Observation data Epoch J2000 Equinox J2000
- Constellation: Lupus
- Right ascension: 15^{h} 48^{m} 40.172^{s}
- Declination: −35° 44′ 26.17″
- Apparent magnitude (V): 14.78

Characteristics
- Spectral type: sdK5

Astrometry
- Proper motion (μ): RA: −597.714 mas/yr Dec.: −535.841 mas/yr
- Parallax (π): 10.4127±0.0214 mas
- Distance: 313.2 ± 0.6 ly (96.0 ± 0.2 pc)
- Absolute magnitude (M_{V}): 9.5

Details
- Radius: 0.30 R_{☉}
- Luminosity: 0.02 L_{☉}
- Surface gravity (log g): 5.0 cgs
- Temperature: 3,956 K
- Metallicity [Fe/H]: −1.28 dex
- Other designations: SSSPM J1549−3544, 2MASS J15484023−3544254

Database references
- SIMBAD: data

= SSSPM J1549−3544 =

Star

SSSPM J1549−3544 is a star in the constellation Lupus with high proper motion.

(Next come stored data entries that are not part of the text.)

//! Grouping engine
//!
//! Rebuilds every bundle from scratch out of a snapshot. Nothing is patched
//! incrementally, so no row handle outlives the cycle that read it.

use std::collections::HashMap;

use crate::models::{Bundle, MessageRow};
use crate::snapshot::Snapshot;
use crate::store::{BundleStore, Grouping};

/// Group rows by label
///
/// Rows without labels join nothing; a row with several labels joins each
/// of their bundles. Member and label order follow row order.
pub fn group_rows(rows: &[MessageRow]) -> Grouping {
    let mut bundles: HashMap<String, Bundle> = HashMap::new();
    let mut order = Vec::new();

    for row in rows {
        for label in row.label_names() {
            match bundles.get_mut(label) {
                Some(bundle) => bundle.push(row.clone()),
                None => {
                    bundles.insert(label.to_string(), Bundle::new(label, row.clone()));
                    order.push(label.to_string());
                }
            }
        }
    }

    Grouping { bundles, order }
}

/// Replace the store's membership with the snapshot's grouping
///
/// Returns the open label if it lost all its members.
pub fn recompute(store: &mut BundleStore, snapshot: &Snapshot) -> Option<String> {
    store.apply(group_rows(&snapshot.rows))
}
//! Domain models for bundling

mod bundle;
mod row;

pub use bundle::Bundle;
pub use row::{LabelChip, LabelColors, MessageRow};
//! Classes and attributes the engine writes into the host tree

/// Class on every synthetic bundle row
pub const BUNDLE_CLASS: &str = "gb-bundle";

/// Attribute holding the label a synthetic row is bound to
pub const LABEL_ATTRIBUTE: &str = "data-bundle";

/// Attribute naming a template slot inside a synthetic row
pub const SLOT_ATTRIBUTE: &str = "data-bundle-slot";

/// Class on real rows that belong to at least one bundle
pub const BUNDLED_CLASS: &str = "gb-bundled";

/// Class on real rows hidden by the visibility engine
pub const HIDDEN_CLASS: &str = "gb-hidden";

/// Class suffix for a label: lowercase alphanumerics, everything else `-`
pub fn label_class(label: &str) -> String {
    let slug: String = label
        .trim()
        .chars()
        .map(|c| if c.is_alphanumeric() { c.to_ascii_lowercase() } else { '-' })
        .collect();
    format!("{}-{}", BUNDLE_CLASS, slug)
}
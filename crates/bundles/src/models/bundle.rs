//! A bundle: every visible message sharing one label

use crate::host::NodeId;

use super::{LabelColors, MessageRow};

/// Messages grouped under one label for a single cycle
#[derive(Debug, Clone, PartialEq, Eq)]
pub struct Bundle {
    /// Label name, the bundle's identity
    pub label: String,
    /// Members in host order, most recent first; never empty
    pub members: Vec<MessageRow>,
    /// True if any member is unread
    pub unread: bool,
}

impl Bundle {
    pub fn new(label: impl Into<String>, first: MessageRow) -> Self {
        let unread = first.unread;
        Self {
            label: label.into(),
            members: vec![first],
            unread,
        }
    }

    pub fn push(&mut self, row: MessageRow) {
        self.unread |= row.unread;
        self.members.push(row);
    }

    pub fn count(&self) -> usize {
        self.members.len()
    }

    /// Most recent member; the bundle row is anchored to it
    pub fn latest(&self) -> &MessageRow {
        &self.members[0]
    }

    /// Least recent member
    pub fn oldest(&self) -> &MessageRow {
        &self.members[self.members.len() - 1]
    }

    pub fn member_nodes(&self) -> Vec<NodeId> {
        self.members.iter().map(|m| m.node).collect()
    }

    pub fn contains(&self, node: NodeId) -> bool {
        self.members.iter().any(|m| m.node == node)
    }

    /// Chip colors taken from the most recent member
    pub fn colors(&self) -> LabelColors {
        self.latest()
            .chip(&self.label)
            .map(|c| c.colors.clone())
            .unwrap_or_default()
    }

    /// Up to `limit` senders, most recent first
    pub fn recent_senders(&self, limit: usize) -> Vec<&str> {
        self.members
            .iter()
            .take(limit)
            .map(|m| m.sender.as_str())
            .collect()
    }
}
//! Compound selectors for locating host structure
//!
//! Only compound selectors are supported: a tag, an id, any number of
//! classes and attribute tests, all applying to the same element
//! (`tr.zA`, `#loading`, `div.ar.as`, `[data-bundle="Work"]`).
//! Descendant matching is done by the caller via `Document::query_all`.

use serde::{Deserialize, Serialize};
use std::fmt;
use std::str::FromStr;

/// Errors from parsing a selector string
#[derive(Debug, Clone, PartialEq, Eq, thiserror::Error)]
pub enum SelectorError {
    #[error("Empty selector")]
    Empty,
    #[error("Unexpected character '{found}' at offset {offset} in selector '{selector}'")]
    Unexpected {
        selector: String,
        offset: usize,
        found: char,
    },
    #[error("Unterminated attribute test in selector '{0}'")]
    Unterminated(String),
}

/// Attribute test inside a selector
#[derive(Debug, Clone, PartialEq, Eq)]
pub enum AttributeTest {
    Present(String),
    Equals(String, String),
}

impl AttributeTest {
    fn name(&self) -> &str {
        match self {
            AttributeTest::Present(n) | AttributeTest::Equals(n, _) => n,
        }
    }
}

/// A compound selector
#[derive(Debug, Clone, PartialEq, Eq, Default, Serialize, Deserialize)]
#[serde(try_from = "String", into = "String")]
pub struct Selector {
    tag: Option<String>,
    id: Option<String>,
    classes: Vec<String>,
    attributes: Vec<AttributeTest>,
}

impl Selector {
    /// Selector matching elements with the given tag
    pub fn tag(tag: impl Into<String>) -> Self {
        Self {
            tag: Some(tag.into()),
            ..Self::default()
        }
    }

    /// Selector matching the element with the given id
    pub fn id(id: impl Into<String>) -> Self {
        Self {
            id: Some(id.into()),
            ..Self::default()
        }
    }

    /// Builder method to require an additional class
    pub fn with_class(mut self, class: impl Into<String>) -> Self {
        self.classes.push(class.into());
        self
    }

    /// Selector matching elements that carry the given class
    pub fn class(class: impl Into<String>) -> Self {
        Self {
            classes: vec![class.into()],
            ..Self::default()
        }
    }

    /// Selector matching elements that carry the attribute at all
    pub fn attribute_present(name: impl Into<String>) -> Self {
        Self {
            attributes: vec![AttributeTest::Present(name.into())],
            ..Self::default()
        }
    }

    /// Selector matching an exact attribute value; no quoting concerns
    pub fn attribute_equals(name: impl Into<String>, value: impl Into<String>) -> Self {
        Self {
            attributes: vec![AttributeTest::Equals(name.into(), value.into())],
            ..Self::default()
        }
    }

    /// Test an element given its tag and an attribute lookup
    pub fn matches_with<F>(&self, tag: &str, attribute: F) -> bool
    where
        F: Fn(&str) -> Option<String>,
    {
        if let Some(expected) = &self.tag
            && !expected.eq_ignore_ascii_case(tag)
        {
            return false;
        }
        if let Some(id) = &self.id
            && attribute("id").as_deref() != Some(id.as_str())
        {
            return false;
        }
        if !self.classes.is_empty() {
            let class_attr = attribute("class").unwrap_or_default();
            let present: Vec<&str> = class_attr.split_whitespace().collect();
            if !self.classes.iter().all(|c| present.contains(&c.as_str())) {
                return false;
            }
        }
        self.attributes.iter().all(|test| match test {
            AttributeTest::Present(name) => attribute(name).is_some(),
            AttributeTest::Equals(name, value) => attribute(name).as_deref() == Some(value),
        })
    }

    /// Test an owned markup element
    pub fn matches_element(&self, element: &super::VElement) -> bool {
        self.matches_with(&element.tag, |name| element.attribute(name).map(str::to_string))
    }
}

fn is_ident_char(c: char) -> bool {
    c.is_ascii_alphanumeric() || c == '-' || c == '_'
}

impl FromStr for Selector {
    type Err = SelectorError;

    fn from_str(s: &str) -> Result<Self, Self::Err> {
        let source = s.trim();
        if source.is_empty() {
            return Err(SelectorError::Empty);
        }

        let chars: Vec<char> = source.chars().collect();
        let unexpected = |offset: usize| SelectorError::Unexpected {
            selector: source.to_string(),
            offset,
            found: chars[offset],
        };
        let ident = |start: usize| -> (String, usize) {
            let mut end = start;
            while end < chars.len() && is_ident_char(chars[end]) {
                end += 1;
            }
            (chars[start..end].iter().collect(), end)
        };

        let mut selector = Selector::default();
        let mut pos = 0;
        while pos < chars.len() {
            match chars[pos] {
                '.' | '#' => {
                    let (name, end) = ident(pos + 1);
                    if name.is_empty() {
                        return Err(unexpected(pos));
                    }
                    if chars[pos] == '.' {
                        selector.classes.push(name);
                    } else {
                        selector.id = Some(name);
                    }
                    pos = end;
                }
                '[' => {
                    let close = chars[pos..]
                        .iter()
                        .position(|&c| c == ']')
                        .map(|i| pos + i)
                        .ok_or_else(|| SelectorError::Unterminated(source.to_string()))?;
                    let body: String = chars[pos + 1..close].iter().collect();
                    let test = match body.split_once('=') {
                        Some((name, value)) => {
                            let value = value.trim();
                            let value = value
                                .strip_prefix('"')
                                .and_then(|v| v.strip_suffix('"'))
                                .unwrap_or(value);
                            AttributeTest::Equals(name.trim().to_string(), value.to_string())
                        }
                        None => AttributeTest::Present(body.trim().to_string()),
                    };
                    if test.name().is_empty() || !test.name().chars().all(is_ident_char) {
                        return Err(unexpected(pos));
                    }
                    selector.attributes.push(test);
                    pos = close + 1;
                }
                c if is_ident_char(c) && pos == 0 => {
                    let (name, end) = ident(pos);
                    selector.tag = Some(name);
                    pos = end;
                }
                _ => return Err(unexpected(pos)),
            }
        }
        Ok(selector)
    }
}

impl TryFrom<String> for Selector {
    type Error = SelectorError;

    fn try_from(s: String) -> Result<Self, Self::Error> {
        s.parse()
    }
}

impl From<Selector> for String {
    fn from(selector: Selector) -> Self {
        selector.to_string()
    }
}

impl fmt::Display for Selector {
    fn fmt(&self, f: &mut fmt::Formatter<'_>) -> fmt::Result {
        if let Some(tag) = &self.tag {
            write!(f, "{}", tag)?;
        }
        if let Some(id) = &self.id {
            write!(f, "#{}", id)?;
        }
        for class in &self.classes {
            write!(f, ".{}", class)?;
        }
        for test in &self.attributes {
            match test {
                AttributeTest::Present(name) => write!(f, "[{}]", name)?,
                AttributeTest::Equals(name, value) => write!(f, "[{}=\"{}\"]", name, value)?,
            }
        }
        Ok(())
    }
}
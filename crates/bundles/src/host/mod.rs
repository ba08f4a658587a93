//! Boundary to the host application's element tree
//!
//! The host owns the tree and mutates it whenever it likes. The engine only
//! reaches it through the [`Document`] trait and must re-read state every
//! cycle rather than trusting handles from a previous one.

mod inbox;
mod markup;
mod memory;
mod selector;

pub use inbox::{FixtureLabel, FixtureRow, InboxBuilder, InboxFixture, InboxHandles};
pub use markup::{VElement, VNode, children_html, format_style, html_escape, parse_style};
pub use memory::MemoryDocument;
pub use selector::{AttributeTest, Selector, SelectorError};

use serde::{Deserialize, Serialize};

/// Opaque handle to a node in the host tree
#[derive(Debug, Clone, Copy, PartialEq, Eq, Hash, PartialOrd, Ord, Serialize, Deserialize)]
pub struct NodeId(pub u64);

impl std::fmt::Display for NodeId {
    fn fmt(&self, f: &mut std::fmt::Formatter<'_>) -> std::fmt::Result {
        write!(f, "#{}", self.0)
    }
}

/// Where to insert a new fragment relative to an existing node
#[derive(Debug, Clone, Copy, PartialEq, Eq)]
pub enum Position {
    Before(NodeId),
    After(NodeId),
}

impl Position {
    pub fn reference(self) -> NodeId {
        match self {
            Position::Before(n) | Position::After(n) => n,
        }
    }
}

/// Kind of change reported by the host's mutation observation
#[derive(Debug, Clone, Copy, PartialEq, Eq)]
pub enum MutationKind {
    /// Children were added or removed; the target is the parent
    ChildList,
    /// An attribute of the target changed
    Attributes,
    /// A text node changed
    CharacterData,
}

/// One observed change in the host tree
#[derive(Debug, Clone, Copy, PartialEq, Eq)]
pub struct MutationRecord {
    pub target: NodeId,
    pub kind: MutationKind,
}

/// Failures at the host boundary
///
/// None of these are fatal: callers log them and move on to the next row
/// or the next cycle.
#[derive(Debug, Clone, PartialEq, Eq, thiserror::Error)]
pub enum HostError {
    #[error("Node {0} is no longer attached to the document")]
    Detached(NodeId),
    #[error("Node {node} is missing expected structure: {what}")]
    MissingStructure { node: NodeId, what: String },
    #[error("Node {0} is not an element")]
    NotAnElement(NodeId),
    #[error("No message row available to derive a bundle template from")]
    NoTemplateSource,
}

/// Read/write access to the host's element tree
///
/// Writes return `HostError::Detached` when the target has left the
/// document. Reads on detached nodes return empty values.
pub trait Document {
    fn root(&self) -> NodeId;

    /// Whether the node is still attached under the root
    fn contains(&self, node: NodeId) -> bool;

    fn parent(&self, node: NodeId) -> Option<NodeId>;

    /// Child nodes in order, text nodes included
    fn children(&self, node: NodeId) -> Vec<NodeId>;

    /// Lowercase tag name, `None` for text nodes
    fn tag_name(&self, node: NodeId) -> Option<String>;

    /// Text of a text node, `None` for elements
    fn own_text(&self, node: NodeId) -> Option<String>;

    fn attribute(&self, node: NodeId, name: &str) -> Option<String>;

    /// All attributes of an element in order
    fn attribute_list(&self, node: NodeId) -> Vec<(String, String)>;

    fn set_attribute(&mut self, node: NodeId, name: &str, value: &str) -> Result<(), HostError>;

    fn remove_attribute(&mut self, node: NodeId, name: &str) -> Result<(), HostError>;

    /// Insert a fragment as a sibling of the reference node
    fn insert(&mut self, position: Position, fragment: &VElement) -> Result<NodeId, HostError>;

    /// Detach a node and its subtree
    fn remove(&mut self, node: NodeId) -> Result<(), HostError>;

    /// Replace all children of an element with the given content
    fn replace_children(&mut self, node: NodeId, content: &[VNode]) -> Result<(), HostError>;

    /// Route clicks on the node (and its descendants) to the bundle `label`
    fn add_click_listener(&mut self, node: NodeId, label: &str) -> Result<(), HostError>;

    // === Provided navigation and queries ===

    fn is_element(&self, node: NodeId) -> bool {
        self.tag_name(node).is_some()
    }

    fn child_elements(&self, node: NodeId) -> Vec<NodeId> {
        self.children(node)
            .into_iter()
            .filter(|&c| self.is_element(c))
            .collect()
    }

    fn previous_element_sibling(&self, node: NodeId) -> Option<NodeId> {
        let siblings = self.child_elements(self.parent(node)?);
        let index = siblings.iter().position(|&s| s == node)?;
        index.checked_sub(1).map(|i| siblings[i])
    }

    fn next_element_sibling(&self, node: NodeId) -> Option<NodeId> {
        let siblings = self.child_elements(self.parent(node)?);
        let index = siblings.iter().position(|&s| s == node)?;
        siblings.get(index + 1).copied()
    }

    /// Concatenated text of all descendant text nodes
    fn text_content(&self, node: NodeId) -> String {
        if let Some(text) = self.own_text(node) {
            return text;
        }
        self.children(node)
            .into_iter()
            .map(|c| self.text_content(c))
            .collect()
    }

    fn has_class(&self, node: NodeId, class: &str) -> bool {
        self.attribute(node, "class")
            .is_some_and(|c| c.split_whitespace().any(|c| c == class))
    }

    fn add_class(&mut self, node: NodeId, class: &str) -> Result<(), HostError> {
        if self.has_class(node, class) {
            return Ok(());
        }
        let current = self.attribute(node, "class").unwrap_or_default();
        let updated = if current.trim().is_empty() {
            class.to_string()
        } else {
            format!("{} {}", current.trim(), class)
        };
        self.set_attribute(node, "class", &updated)
    }

    fn remove_class(&mut self, node: NodeId, class: &str) -> Result<(), HostError> {
        if !self.has_class(node, class) {
            return Ok(());
        }
        let current = self.attribute(node, "class").unwrap_or_default();
        let updated: Vec<&str> = current.split_whitespace().filter(|c| *c != class).collect();
        self.set_attribute(node, "class", &updated.join(" "))
    }

    /// Inline style property value
    fn style(&self, node: NodeId, property: &str) -> Option<String> {
        let style = self.attribute(node, "style")?;
        parse_style(&style)
            .into_iter()
            .find(|(p, _)| p.eq_ignore_ascii_case(property))
            .map(|(_, v)| v)
    }

    /// Set (or clear, with `None`) an inline style property
    fn set_style(
        &mut self,
        node: NodeId,
        property: &str,
        value: Option<&str>,
    ) -> Result<(), HostError> {
        let current = self.attribute(node, "style").unwrap_or_default();
        let mut decls = parse_style(&current);
        let property = property.to_ascii_lowercase();
        let existing = decls.iter().position(|(p, _)| *p == property);
        match (existing, value) {
            (Some(i), Some(v)) if decls[i].1 == v => return Ok(()),
            (Some(i), Some(v)) => decls[i].1 = v.to_string(),
            (None, Some(v)) => decls.push((property, v.to_string())),
            (Some(i), None) => {
                decls.remove(i);
            }
            (None, None) => return Ok(()),
        }
        if decls.is_empty() {
            self.remove_attribute(node, "style")
        } else {
            self.set_attribute(node, "style", &format_style(&decls))
        }
    }

    fn matches(&self, node: NodeId, selector: &Selector) -> bool {
        match self.tag_name(node) {
            Some(tag) => selector.matches_with(&tag, |name| self.attribute(node, name)),
            None => false,
        }
    }

    /// Descendants of `scope` matching the selector, in document order
    fn query_all(&self, scope: NodeId, selector: &Selector) -> Vec<NodeId> {
        let mut found = Vec::new();
        let mut stack: Vec<NodeId> = self.children(scope).into_iter().rev().collect();
        while let Some(node) = stack.pop() {
            if self.matches(node, selector) {
                found.push(node);
            }
            stack.extend(self.children(node).into_iter().rev());
        }
        found
    }

    /// First descendant of `scope` matching the selector
    fn query(&self, scope: NodeId, selector: &Selector) -> Option<NodeId> {
        self.query_all(scope, selector).into_iter().next()
    }

    /// Whether `node` is `ancestor` or lies beneath it
    fn is_within(&self, node: NodeId, ancestor: NodeId) -> bool {
        let mut current = Some(node);
        while let Some(n) = current {
            if n == ancestor {
                return true;
            }
            current = self.parent(n);
        }
        false
    }

    /// Attached and not hidden by `display: none` on itself or an ancestor
    fn is_rendered(&self, node: NodeId) -> bool {
        if !self.contains(node) {
            return false;
        }
        let mut current = Some(node);
        while let Some(n) = current {
            if self.style(n, "display").as_deref() == Some("none") {
                return false;
            }
            current = self.parent(n);
        }
        true
    }

    /// Deep clone of an element subtree into owned markup
    fn snapshot_element(&self, node: NodeId) -> Option<VElement> {
        let tag = self.tag_name(node)?;
        let mut element = VElement::new(tag);
        for (name, value) in self.attribute_list(node) {
            element.attributes.push((name, value));
        }
        for child in self.children(node) {
            if let Some(text) = self.own_text(child) {
                element.children.push(VNode::Text(text));
            } else if let Some(e) = self.snapshot_element(child) {
                element.children.push(VNode::Element(e));
            }
        }
        Some(element)
    }

    /// Serialized children of an element
    fn inner_markup(&self, node: NodeId) -> String {
        self.snapshot_element(node)
            .map(|e| children_html(&e.children))
            .unwrap_or_default()
    }
}
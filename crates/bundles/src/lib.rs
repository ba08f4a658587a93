//! Bundles crate - Inbox bundling for a webmail client's message list
//!
//! This crate groups the messages visible in a webmail inbox by label and
//! presents each group as a single collapsible bundle row inserted into the
//! host's own list:
//! - Host boundary (the `Document` trait, an in-memory implementation and
//!   inbox fixtures)
//! - Snapshot reading and grouping by label
//! - Bundle row templating and rendering
//! - Row visibility and open/close toggling
//! - Debounced change detection
//!
//! The crate never owns the host tree. Every cycle re-reads it and writes
//! back only what differs, so the host stays free to re-render at any time.

pub mod config;
pub mod context;
pub mod detector;
pub mod engine;
pub mod grouping;
pub mod host;
pub mod markers;
pub mod models;
pub mod render;
pub mod snapshot;
pub mod store;
pub mod template;
pub mod visibility;

pub use crate::config::{BundlerSettings, HostSelectors, TemplateRules};
pub use context::Context;
pub use detector::{ChangeDetector, Debouncer, Phase, Trigger};
pub use engine::{Bundler, CycleStats};
pub use host::{
    Document, FixtureLabel, FixtureRow, HostError, InboxBuilder, InboxFixture, InboxHandles,
    MemoryDocument, MutationKind, MutationRecord, NodeId, Position, Selector, VElement, VNode,
};
pub use models::{Bundle, LabelChip, LabelColors, MessageRow};
pub use snapshot::Snapshot;
pub use store::BundleStore;
pub use template::{Slot, Template, TemplateCache};
//! bundle-replay - Replay a recorded inbox through the bundling engine
//!
//! Builds an in-memory inbox from a fixture, attaches the engine, lets the
//! host finish loading, applies bundle clicks and prints the resulting list.

use std::path::PathBuf;

use anyhow::{Context, Result, bail};
use bundles::host::Document;
use bundles::{
    Bundler, BundlerSettings, CycleStats, InboxBuilder, InboxFixture, InboxHandles, MemoryDocument,
    Slot, snapshot,
};
use chrono::{DateTime, Utc};
use clap::Parser;
use log::{debug, error, info, warn};

/// Upper bound on debounce rounds before giving up on quiescence
const MAX_ROUNDS: usize = 16;

/// Command line arguments
#[derive(Parser, Debug)]
#[command(author, version, about, long_about = None)]
struct Args {
    /// Inbox fixture (JSON) to replay
    #[arg(long)]
    fixture: PathBuf,

    /// Click a bundle row; repeat to click several in order
    #[arg(long = "click", value_name = "LABEL")]
    clicks: Vec<String>,

    /// Override the debounce window in milliseconds
    #[arg(long)]
    debounce_ms: Option<u64>,

    /// Settings file to use instead of the config directory
    #[arg(long)]
    config: Option<PathBuf>,
}

fn main() {
    // Initialize logging
    env_logger::Builder::from_env(env_logger::Env::default().default_filter_or("info"))
        .format_timestamp_millis()
        .init();

    if let Err(e) = run(Args::parse()) {
        error!("{:#}", e);
        std::process::exit(1);
    }
}

fn run(args: Args) -> Result<()> {
    let mut settings = load_settings(&args)?;
    if let Some(ms) = args.debounce_ms {
        settings.debounce_ms = ms;
    }

    let fixture: InboxFixture = config::load_json_file(&args.fixture)
        .with_context(|| format!("Failed to load fixture {}", args.fixture.display()))?;
    info!(
        "Replaying {} rows ({} offscreen) from {}",
        fixture.rows.len(),
        fixture.offscreen_rows.len(),
        args.fixture.display()
    );

    let (mut doc, handles) = InboxBuilder::build(&fixture)?;
    let mut bundler = Bundler::new(settings);
    let mut clock = Utc::now();
    let mut cycles = Vec::new();

    if bundler.start(&mut doc).is_some() {
        bail!("Engine ran before the host finished loading");
    }
    handles.finish_loading(&mut doc)?;
    cycles.extend(settle(&mut doc, &mut bundler, &mut clock)?);

    for label in &args.clicks {
        if !bundler.store().contains(label) {
            warn!("No bundle named {:?}; skipping click", label);
            continue;
        }
        let Some(row) = snapshot::find_bundle_row(&doc, label) else {
            warn!("Bundle {:?} has no row; skipping click", label);
            continue;
        };
        let Some(bound) = doc.click(row) else {
            warn!("Bundle row {:?} has no click binding", label);
            continue;
        };
        info!("Clicking bundle {:?}", bound);
        bundler.on_bundle_click(&mut doc, &bound)?;
        cycles.extend(settle(&mut doc, &mut bundler, &mut clock)?);
    }

    print_list(&doc, &handles, &bundler);
    print_cycles(&cycles);
    Ok(())
}

fn load_settings(args: &Args) -> Result<BundlerSettings> {
    match &args.config {
        Some(path) => Ok(BundlerSettings::from_file(path)?.with_env_overrides()),
        None => {
            if let Err(e) = config::init() {
                warn!("Failed to initialize config directory: {}", e);
            }
            BundlerSettings::load()
        }
    }
}

/// Deliver pending mutations and fire due cycles until the engine is idle
fn settle(
    doc: &mut MemoryDocument,
    bundler: &mut Bundler,
    clock: &mut DateTime<Utc>,
) -> Result<Vec<CycleStats>> {
    let mut cycles = Vec::new();
    for round in 0..MAX_ROUNDS {
        let records = doc.take_mutations();
        debug!("Round {}: {} mutation records", round, records.len());
        if let Some(stats) = bundler.observe(doc, &records, *clock) {
            cycles.push(stats);
        }
        let Some(deadline) = bundler.next_deadline() else {
            return Ok(cycles);
        };
        *clock = deadline;
        if let Some(stats) = bundler.tick(doc, *clock) {
            cycles.push(stats);
        }
    }
    bail!("Engine still writing after {} rounds", MAX_ROUNDS)
}

fn print_list(doc: &MemoryDocument, handles: &InboxHandles, bundler: &Bundler) {
    let selectors = &bundler.settings().selectors;
    println!();
    for node in doc.child_elements(handles.body) {
        if let Some(label) = snapshot::bundle_rows(doc)
            .into_iter()
            .find(|(_, row)| *row == node)
            .map(|(label, _)| label)
        {
            let slot = |slot: Slot| {
                doc.query(node, &slot.selector())
                    .map(|n| doc.text_content(n))
                    .unwrap_or_default()
            };
            let marker = if bundler.store().is_open(&label) { "v" } else { ">" };
            println!(
                "{} {:<24} {:<40} {}",
                marker,
                slot(Slot::Name),
                slot(Slot::Subject),
                slot(Slot::Date)
            );
            continue;
        }

        let state = if doc.is_rendered(node) { " " } else { "-" };
        match snapshot::read_row(doc, node, selectors) {
            Ok(row) => {
                let labels: Vec<&str> = row.label_names().collect();
                println!(
                    "{}   {:<22} {:<40} {} [{}]",
                    state,
                    row.sender,
                    row.subject,
                    row.date,
                    labels.join(", ")
                );
            }
            Err(e) => println!("{}   <unreadable row: {}>", state, e),
        }
    }
    println!();
}

fn print_cycles(cycles: &[CycleStats]) {
    println!("{} cycles:", cycles.len());
    for (i, stats) in cycles.iter().enumerate() {
        println!(
            "  #{:<2} rows={} skipped={} bundles={} inserted={} updated={} removed={} moved={} visibility={} errors={} ({}ms)",
            i + 1,
            stats.rows,
            stats.skipped_rows,
            stats.bundles,
            stats.inserted,
            stats.updated,
            stats.removed,
            stats.repositioned,
            stats.visibility_changed,
            stats.errors,
            stats.duration_ms
        );
    }
}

It was initially found to have high proper motion in a 2003 survey of images taken by the optical SuperCOSMOS Sky Surveys and by the near-infrared sky surveys 2MASS and DENIS. It was then thought to be a cool white dwarf close to the Sun. However, more detailed spectroscopic observations in 2005 appear to show that it is not a white dwarf, but a high-velocity halo metal-poor subdwarf.